+++ Supplied entries +++
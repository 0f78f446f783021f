//! The standard rewrites and the database that schedules them.
//!
//! | position | entry                     | kind        | tags                          |
//! |----------|---------------------------|-------------|-------------------------------|
//! | 0        | `merge1`                  | global      | fast_run, fast_compile, merge |
//! | 1        | `canonicalize`            | equilibrium | fast_run, fast_compile        |
//! | 1.2      | `merge1.2`                | global      | fast_run, fast_compile, merge |
//! | 1.5      | `stabilize`               | equilibrium | fast_run                      |
//! | 2        | `specialize`              | equilibrium | fast_run, fast_compile        |
//! | 48.5     | `serialize_inc_subtensor` | global      | fast_run                      |
//! | 49       | `elemwise_fusion`         | equilibrium | fast_run, fusion              |
//! | 49.2     | `merge2`                  | global      | fast_run, fast_compile, merge |
//! | 49.5     | `add_destroy_handler`     | global      | fast_run, inplace             |
//! | 70       | `inplace`                 | equilibrium | fast_run, inplace             |
//! | 75       | `inplace_elemwise`        | global      | fast_run, inplace             |
//! | 100      | `merge3`                  | global      | fast_run, fast_compile, merge |

mod algebraic;
mod asserts;
mod folding;
mod fusion;
mod inplace;
mod merge;
mod shape;
mod subtensor;

pub use algebraic::{add_zero, div_one, div_self, log_exp, log1p, mul_one, mul_zero, neg_neg, sub_self};
pub use asserts::{remove_all_assert, useless_assert, useless_view};
pub use folding::ConstantFolding;
pub use fusion::ElemwiseFusion;
pub use inplace::{AddDestroyHandler, InplaceElemwise, InplaceIncSubtensor};
pub use merge::MergeRewriter;
pub use shape::{reshape_chain, useless_reshape};
pub use subtensor::SerializeIncSubtensor;

use graft_ir::ops::Alloc;
use graft_ir::{FunctionGraph, TensorData, VarId};
use once_cell::sync::Lazy;

use crate::db::RewriteDb;
use crate::error::Result;

const FAST: &[&str] = &["fast_run", "fast_compile"];
const RUN: &[&str] = &["fast_run"];
const MERGE: &[&str] = &["fast_run", "fast_compile", "merge"];
const STABLE: &[&str] = &["fast_run", "stabilize"];
const UNSAFE: &[&str] = &["unsafe"];
const INPLACE: &[&str] = &["fast_run", "inplace"];

/// The standard database, built on first use.
///
/// # Panics
///
/// On first use, if the standard rewrites fail to register. That is a bug in this crate,
/// not something a caller can recover from.
pub static OPTDB: Lazy<RewriteDb> =
    Lazy::new(|| build_standard_db().unwrap_or_else(|error| panic!("standard rewrite database: {error}")));

pub fn build_standard_db() -> Result<RewriteDb> {
    let mut canonicalize = RewriteDb::new();
    canonicalize.register_local("constant_folding", ConstantFolding, FAST, 0.0)?;
    canonicalize.register_local("reshape_chain", reshape_chain(), FAST, 1.0)?;
    canonicalize.register_local("useless_reshape", useless_reshape(), FAST, 2.0)?;
    canonicalize.register_local("add_zero", add_zero(), FAST, 3.0)?;
    canonicalize.register_local("mul_one", mul_one(), FAST, 4.0)?;
    canonicalize.register_local("mul_zero", mul_zero(), RUN, 5.0)?;
    canonicalize.register_local("div_one", div_one(), RUN, 6.0)?;
    canonicalize.register_local("neg_neg", neg_neg(), FAST, 7.0)?;
    canonicalize.register_local("sub_self", sub_self(), RUN, 8.0)?;
    canonicalize.register_local("useless_assert", useless_assert(), FAST, 9.0)?;
    canonicalize.register_local("remove_all_assert", remove_all_assert(), UNSAFE, 10.0)?;
    canonicalize.register_local("div_self", div_self(), UNSAFE, 11.0)?;

    let mut stabilize = RewriteDb::new();
    stabilize.register_local("constant_folding", ConstantFolding, FAST, 0.0)?;
    stabilize.register_local("log1p", log1p(), STABLE, 1.0)?;
    stabilize.register_local("log_exp", log_exp(), STABLE, 2.0)?;

    let mut specialize = RewriteDb::new();
    specialize.register_local("constant_folding", ConstantFolding, FAST, 0.0)?;
    specialize.register_local("useless_assert", useless_assert(), FAST, 1.0)?;
    specialize.register_local("useless_view", useless_view(), RUN, 2.0)?;

    let mut fusion = RewriteDb::new();
    fusion.register_local("fuse_elemwise", ElemwiseFusion, &["fast_run", "fusion"], 0.0)?;

    let mut inplace = RewriteDb::new();
    inplace.register_local("inplace_inc_subtensor", InplaceIncSubtensor, INPLACE, 0.0)?;

    let mut db = RewriteDb::new();
    db.register_global("merge1", MergeRewriter, MERGE, 0.0)?;
    db.register_group("canonicalize", canonicalize, FAST, 1.0)?;
    db.register_global("merge1.2", MergeRewriter, MERGE, 1.2)?;
    db.register_group("stabilize", stabilize, RUN, 1.5)?;
    db.register_group("specialize", specialize, FAST, 2.0)?;
    db.register_global("serialize_inc_subtensor", SerializeIncSubtensor, RUN, 48.5)?;
    db.register_group("elemwise_fusion", fusion, &["fast_run", "fusion"], 49.0)?;
    db.register_global("merge2", MergeRewriter, MERGE, 49.2)?;
    db.register_global("add_destroy_handler", AddDestroyHandler, INPLACE, 49.5)?;
    db.register_group("inplace", inplace, INPLACE, 70.0)?;
    db.register_global("inplace_elemwise", InplaceElemwise, INPLACE, 75.0)?;
    db.register_global("merge3", MergeRewriter, MERGE, 100.0)?;
    Ok(db)
}

// ===== Helpers shared by the rewrites =====

/// The literal value of `var`, if it is a constant.
pub(crate) fn constant_value(fgraph: &FunctionGraph, var: VarId) -> Option<&TensorData> {
    fgraph.var(var).constant().map(|data| data.as_ref())
}

/// Whether every element of `var` equals `value`: a constant, or an `Alloc` of one.
pub(crate) fn is_constant_fill(fgraph: &FunctionGraph, var: VarId, value: f64) -> bool {
    if let Some(data) = constant_value(fgraph, var) {
        return data.all_equal(value);
    }
    fgraph.var(var).owner_node().is_some_and(|node| {
        let apply = fgraph.node(node);
        apply.op_as::<Alloc>().is_some()
            && constant_value(fgraph, apply.inputs()[0]).is_some_and(|data| data.all_equal(value))
    })
}

/// Whether `new` may stand in for `old`.
pub(crate) fn compatible(fgraph: &FunctionGraph, old: VarId, new: VarId) -> bool {
    fgraph.var(old).ty().is_super(fgraph.var(new).ty())
}
use smallvec::smallvec;
use snafu::ensure;

use super::check_arity;
use crate::error::{AritySnafu, AssertionFailedSnafu, Result};
use crate::op::{AliasMap, Op};
use crate::types::TensorType;
use crate::value::TensorData;

/// Copy into a fresh buffer. Used to break aliasing between graph outputs.
#[derive(Debug, Clone, Copy, PartialEq, Eq, Hash, derive_more::Display)]
#[display("DeepCopy")]
pub struct DeepCopy;

impl Op for DeepCopy {
    fn family(&self) -> &'static str {
        "deep_copy"
    }

    fn infer_types(&self, inputs: &[TensorType]) -> Result<Vec<TensorType>> {
        check_arity(self, inputs, 1)?;
        Ok(vec![inputs[0].clone()])
    }

    fn perform(&self, inputs: &[&TensorData]) -> Option<Result<Vec<TensorData>>> {
        Some(Ok(vec![(*inputs.first()?).clone()]))
    }
}

/// Identity that returns a view of its input.
#[derive(Debug, Clone, Copy, PartialEq, Eq, Hash, derive_more::Display)]
#[display("ViewOp")]
pub struct ViewOp;

impl Op for ViewOp {
    fn family(&self) -> &'static str {
        "view"
    }

    fn infer_types(&self, inputs: &[TensorType]) -> Result<Vec<TensorType>> {
        check_arity(self, inputs, 1)?;
        Ok(vec![inputs[0].clone()])
    }

    fn view_map(&self) -> AliasMap {
        AliasMap::from([(0, smallvec![0])])
    }

    fn perform(&self, inputs: &[&TensorData]) -> Option<Result<Vec<TensorData>>> {
        Some(Ok(vec![(*inputs.first()?).clone()]))
    }
}

/// `assert(x, cond...)`: returns (a view of) `x` once every condition holds element-wise.
#[derive(Debug, Clone, PartialEq, Eq, Hash, derive_more::Display)]
#[display("Assert{{{message:?}}}")]
pub struct Assert {
    message: String,
}

impl Assert {
    pub fn new(message: impl Into<String>) -> Self {
        Self { message: message.into() }
    }

    pub fn message(&self) -> &str {
        &self.message
    }
}

impl Op for Assert {
    fn family(&self) -> &'static str {
        "assert"
    }

    fn infer_types(&self, inputs: &[TensorType]) -> Result<Vec<TensorType>> {
        ensure!(!inputs.is_empty(), AritySnafu { op: self.to_string(), expected: 1usize, actual: 0usize });
        Ok(vec![inputs[0].clone()])
    }

    fn view_map(&self) -> AliasMap {
        AliasMap::from([(0, smallvec![0])])
    }

    fn perform(&self, inputs: &[&TensorData]) -> Option<Result<Vec<TensorData>>> {
        let (x, conditions) = inputs.split_first()?;
        if conditions.iter().any(|c| !c.all_true()) {
            return Some(AssertionFailedSnafu { message: self.message.clone() }.fail());
        }
        Some(Ok(vec![(*x).clone()]))
    }
}
use graft_dtype::DType;

use crate::error::Error;
use crate::eval::evaluate;
use crate::graph::{FunctionGraph, NodeArena};
use crate::op::IntoOpRef;
use crate::ops::{Assert, ScalarOp};
use crate::test::{binary, fvec, sum_times_two, vector};
use crate::types::TensorType;
use crate::value::TensorData;

#[test]
fn test_evaluate() {
    let (arena, x, y, _, out) = sum_times_two();
    let fgraph = FunctionGraph::new(arena, vec![x, y], vec![out]).unwrap();

    let result = evaluate(&fgraph, &[vector(&[1.0, 2.0, 3.0]), vector(&[1.0, 1.0, 1.0])]).unwrap();
    assert_eq!(result, vec![vector(&[4.0, 6.0, 8.0])]);
}

#[test]
fn test_evaluate_returns_inputs_and_constants() {
    let mut arena = NodeArena::new();
    let x = arena.input("x", fvec(2));
    let c = arena.constant(vector(&[5.0, 6.0]));
    let fgraph = FunctionGraph::new(arena, vec![x], vec![x, c]).unwrap();

    let result = evaluate(&fgraph, &[vector(&[1.0, 2.0])]).unwrap();
    assert_eq!(result, vec![vector(&[1.0, 2.0]), vector(&[5.0, 6.0])]);
}

#[test]
fn test_wrong_input_count() {
    let (arena, x, y, _, out) = sum_times_two();
    let fgraph = FunctionGraph::new(arena, vec![x, y], vec![out]).unwrap();

    let err = evaluate(&fgraph, &[vector(&[1.0, 2.0, 3.0])]).unwrap_err();
    assert!(matches!(err, Error::ValueCount { expected: 2, actual: 1 }));
}

#[test]
fn test_wrong_input_type() {
    let (arena, x, y, _, out) = sum_times_two();
    let fgraph = FunctionGraph::new(arena, vec![x, y], vec![out]).unwrap();

    let short = vector(&[1.0, 2.0]);
    let err = evaluate(&fgraph, &[short.clone(), short]).unwrap_err();
    assert!(matches!(err, Error::ValueTypeMismatch { .. }));

    let ints = TensorData::new(DType::Int64, &[3], vec![1.0, 2.0, 3.0]).unwrap();
    assert!(evaluate(&fgraph, &[ints.clone(), ints]).is_err());
}

#[test]
fn test_failed_assertion_surfaces() {
    let mut arena = NodeArena::new();
    let x = arena.input("x", fvec(2));
    let cond = arena.input("cond", TensorType::scalar(DType::Bool));
    let checked = arena.apply1(Assert::new("cond").into_op(), &[x, cond]).unwrap();
    let doubled = binary(&mut arena, ScalarOp::Add, checked, checked);
    let fgraph = FunctionGraph::new(arena, vec![x, cond], vec![doubled]).unwrap();

    let x_value = vector(&[1.0, 2.0]);
    let pass = TensorData::scalar(DType::Bool, 1.0);
    let fail = TensorData::scalar(DType::Bool, 0.0);
    assert_eq!(evaluate(&fgraph, &[x_value.clone(), pass]).unwrap(), vec![vector(&[2.0, 4.0])]);
    assert!(matches!(evaluate(&fgraph, &[x_value, fail]), Err(Error::AssertionFailed { .. })));
}
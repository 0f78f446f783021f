//! Pass execution.
//!
//! Global passes call their rewriter until it stops reporting changes. Equilibrium passes keep
//! a work-list of nodes, seeded in toposort order: each popped node is offered to the local
//! rewrites in order and the first replacement that the graph accepts wins. Whatever the
//! replacement touched (newly imported nodes, producers and consumers of the new variables) is
//! queued again. Once the work-list drains, the group's global members run, and a change there
//! reseeds the work-list.
//!
//! A candidate that fails (type mismatch, aliasing conflict, rolled-back structure error) is
//! recorded as skipped. Only fatal errors abort the run.

use std::any::Any;
use std::collections::{HashSet, VecDeque};
use std::time::Instant;

use graft_ir::{ApplyId, Change, Feature, FunctionGraph, VarId};
use tracing::{debug, trace, warn};

use crate::catalog::OPTDB;
use crate::config::{DEFAULT_MAX_GLOBAL_ITERATIONS, DEFAULT_MAX_USE_RATIO, RewriteConfig};
use crate::db::{NamedGlobal, NamedLocal, Pass, PassList};
use crate::error::Result;
use crate::report::{PassKind, PassStats, RewriteReport};
use crate::rewriter::{GraphRewriter, NodeRewriter, RewriteContext};

/// Records nodes imported while a pass runs, so the driver can queue them.
#[derive(Debug, Default)]
struct ImportTracker {
    imported: Vec<ApplyId>,
}

impl Feature for ImportTracker {
    fn name(&self) -> &'static str {
        "import_tracker"
    }

    fn after(&mut self, _fgraph: &FunctionGraph, change: &Change, _reason: &str) -> graft_ir::Result<()> {
        match *change {
            Change::Import { node, .. } => self.imported.push(node),
            Change::Prune { node, .. } => self.imported.retain(|n| *n != node),
            _ => {}
        }
        Ok(())
    }

    fn as_any(&self) -> &dyn Any {
        self
    }

    fn as_any_mut(&mut self) -> &mut dyn Any {
        self
    }
}

fn take_imported(fgraph: &mut FunctionGraph) -> Vec<ApplyId> {
    fgraph.feature_mut::<ImportTracker>().map(|tracker| std::mem::take(&mut tracker.imported)).unwrap_or_default()
}

/// FIFO of member nodes without duplicates.
#[derive(Debug, Default)]
struct WorkList {
    queue: VecDeque<ApplyId>,
    queued: HashSet<ApplyId>,
}

impl WorkList {
    fn push(&mut self, node: ApplyId) {
        if self.queued.insert(node) {
            self.queue.push_back(node);
        }
    }

    fn pop(&mut self) -> Option<ApplyId> {
        let node = self.queue.pop_front()?;
        self.queued.remove(&node);
        Some(node)
    }
}

/// Outcome of offering one node to one local rewrite.
enum Attempt {
    NoMatch,
    Skipped,
    Applied(Vec<VarId>),
}

#[derive(Debug, Clone, Copy)]
pub struct Driver {
    max_use_ratio: f64,
    max_global_iterations: usize,
}

impl Default for Driver {
    fn default() -> Self {
        Self { max_use_ratio: DEFAULT_MAX_USE_RATIO, max_global_iterations: DEFAULT_MAX_GLOBAL_ITERATIONS }
    }
}

impl Driver {
    pub fn new(config: &RewriteConfig) -> Self {
        Self { max_use_ratio: config.max_use_ratio, max_global_iterations: config.max_global_iterations }
    }

    pub fn with_max_use_ratio(mut self, ratio: f64) -> Self {
        self.max_use_ratio = ratio;
        self
    }

    pub fn with_max_global_iterations(mut self, iterations: usize) -> Self {
        self.max_global_iterations = iterations;
        self
    }

    /// Run every pass in order, then audit the result.
    pub fn run(&self, fgraph: &mut FunctionGraph, passes: &PassList) -> Result<RewriteReport> {
        let start = Instant::now();
        let mut report = RewriteReport::default();
        for pass in passes {
            report.passes.push(self.run_pass(fgraph, pass)?);
        }
        fgraph.check_integrity()?;
        fgraph.toposort()?;
        report.elapsed = start.elapsed();
        debug!(passes = passes.len(), elapsed = ?report.elapsed, "rewriting finished");
        Ok(report)
    }

    pub fn run_pass(&self, fgraph: &mut FunctionGraph, pass: &Pass) -> Result<PassStats> {
        let start = Instant::now();
        let mut stats = match pass {
            Pass::Global { name, rewriter } => self.run_global(fgraph, name, rewriter.as_ref())?,
            Pass::Equilibrium { name, locals, globals } => self.run_equilibrium(fgraph, name, locals, globals)?,
        };
        stats.elapsed = start.elapsed();
        debug!(
            pass = %stats.name,
            applied = stats.total_applied(),
            skipped = stats.skipped.len(),
            elapsed = ?stats.elapsed,
            "pass finished"
        );
        Ok(stats)
    }

    fn run_global(&self, fgraph: &mut FunctionGraph, name: &str, rewriter: &dyn GraphRewriter) -> Result<PassStats> {
        let mut stats = PassStats::new(name, PassKind::Global);
        rewriter.add_requirements(fgraph)?;
        loop {
            if stats.iterations == self.max_global_iterations {
                warn!(pass = name, iterations = stats.iterations, "global pass did not reach a fixed point");
                stats.capped = true;
                break;
            }
            stats.iterations += 1;
            if !apply_global(fgraph, name, rewriter, &mut stats)? {
                break;
            }
        }
        Ok(stats)
    }

    fn run_equilibrium(
        &self,
        fgraph: &mut FunctionGraph,
        name: &str,
        locals: &[NamedLocal],
        globals: &[NamedGlobal],
    ) -> Result<PassStats> {
        let mut stats = PassStats::new(name, PassKind::Equilibrium);
        for (_, global) in globals {
            global.add_requirements(fgraph)?;
        }
        let tracking = !fgraph.has_feature::<ImportTracker>();
        if tracking {
            fgraph.attach_feature(ImportTracker::default())?;
        }
        let result = self.equilibrium(fgraph, name, locals, globals, &mut stats);
        if tracking {
            fgraph.detach_feature::<ImportTracker>();
        }
        result.map(|()| stats)
    }

    fn equilibrium(
        &self,
        fgraph: &mut FunctionGraph,
        name: &str,
        locals: &[NamedLocal],
        globals: &[NamedGlobal],
        stats: &mut PassStats,
    ) -> Result<()> {
        let budget = (self.max_use_ratio * fgraph.num_nodes().max(1) as f64).ceil().max(1.0) as usize;
        let mut uses = 0usize;

        loop {
            stats.iterations += 1;
            let mut work = WorkList::default();
            for node in fgraph.toposort()? {
                work.push(node);
            }
            take_imported(fgraph);

            while let Some(node) = work.pop() {
                if !fgraph.contains_node(node) {
                    continue;
                }
                for (rewrite, rewriter) in locals {
                    let family = fgraph.node(node).family();
                    if rewriter.tracks().is_some_and(|families| !families.contains(&family)) {
                        continue;
                    }
                    if uses >= budget {
                        budget_exhausted(name, budget, stats);
                        return Ok(());
                    }
                    let new_vars = match try_local(fgraph, rewrite, rewriter.as_ref(), node, stats)? {
                        Attempt::NoMatch | Attempt::Skipped => continue,
                        Attempt::Applied(new_vars) => new_vars,
                    };

                    uses += 1;
                    for imported in take_imported(fgraph) {
                        work.push(imported);
                    }
                    for var in new_vars {
                        if let Some(owner) = fgraph.var(var).owner_node().filter(|n| fgraph.contains_node(*n)) {
                            work.push(owner);
                        }
                        for consumer in fgraph.consumers(var).collect::<Vec<_>>() {
                            work.push(consumer);
                        }
                    }
                    if fgraph.contains_node(node) {
                        work.push(node);
                    }
                    break;
                }
            }

            let mut changed = false;
            for (rewrite, global) in globals {
                if uses >= budget {
                    budget_exhausted(name, budget, stats);
                    return Ok(());
                }
                if apply_global(fgraph, rewrite, global.as_ref(), stats)? {
                    uses += 1;
                    changed = true;
                }
            }
            if !changed {
                return Ok(());
            }
            trace!(pass = name, "global members changed the graph, reseeding");
        }
    }
}

/// Stop before another candidate would exceed the rewrite budget.
fn budget_exhausted(pass: &str, budget: usize, stats: &mut PassStats) {
    warn!(pass, budget, "equilibrium pass reached its rewrite budget");
    stats.capped = true;
}

fn try_local(
    fgraph: &mut FunctionGraph,
    rewrite: &str,
    rewriter: &dyn NodeRewriter,
    node: ApplyId,
    stats: &mut PassStats,
) -> Result<Attempt> {
    let proposed = rewriter.transform(&mut RewriteContext::new(fgraph), node);
    let new_vars = match proposed {
        Ok(None) => return Ok(Attempt::NoMatch),
        Ok(Some(new_vars)) => new_vars,
        Err(error) if error.is_fatal() => return Err(error.into()),
        Err(error) => {
            trace!(rewrite, %node, %error, "rewrite failed");
            stats.record_skipped(rewrite, Some(node), error);
            return Ok(Attempt::Skipped);
        }
    };

    let old_vars = fgraph.node(node).outputs().to_vec();
    if new_vars.len() != old_vars.len() {
        let reason = format!("returned {} replacements for {} outputs", new_vars.len(), old_vars.len());
        warn!(rewrite, %node, %reason, "malformed rewrite result");
        stats.record_skipped(rewrite, Some(node), reason);
        return Ok(Attempt::Skipped);
    }
    let pairs: Vec<(VarId, VarId)> =
        old_vars.into_iter().zip(new_vars.iter().copied()).filter(|(o, n)| o != n).collect();
    if pairs.is_empty() {
        return Ok(Attempt::NoMatch);
    }

    match fgraph.replace_all(&pairs, rewrite) {
        Ok(()) => {
            debug!(rewrite, %node, "rewrite applied");
            stats.record_applied(rewrite);
            Ok(Attempt::Applied(new_vars))
        }
        Err(error) if error.is_fatal() => Err(error.into()),
        Err(error) => {
            debug!(rewrite, %node, %error, "rewrite rejected by the graph");
            stats.record_skipped(rewrite, Some(node), error);
            Ok(Attempt::Skipped)
        }
    }
}

/// One `apply` call. Returns whether the graph changed.
fn apply_global(
    fgraph: &mut FunctionGraph,
    rewrite: &str,
    rewriter: &dyn GraphRewriter,
    stats: &mut PassStats,
) -> Result<bool> {
    match rewriter.apply(fgraph) {
        Ok(changed) => {
            if changed {
                debug!(rewrite, "global rewrite applied");
                stats.record_applied(rewrite);
            }
            Ok(changed)
        }
        Err(error) if error.is_fatal() => Err(error.into()),
        Err(error) => {
            debug!(rewrite, %error, "global rewrite failed");
            stats.record_skipped(rewrite, None, error);
            Ok(false)
        }
    }
}

/// Rewrite `fgraph` with the standard database at the level and limits of `config`.
pub fn rewrite_graph(fgraph: &mut FunctionGraph, config: &RewriteConfig) -> Result<RewriteReport> {
    Driver::new(config).run(fgraph, &OPTDB.query(&config.query()))
}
+++
Your reply should be only the number of lines in the records above that include "ints".

2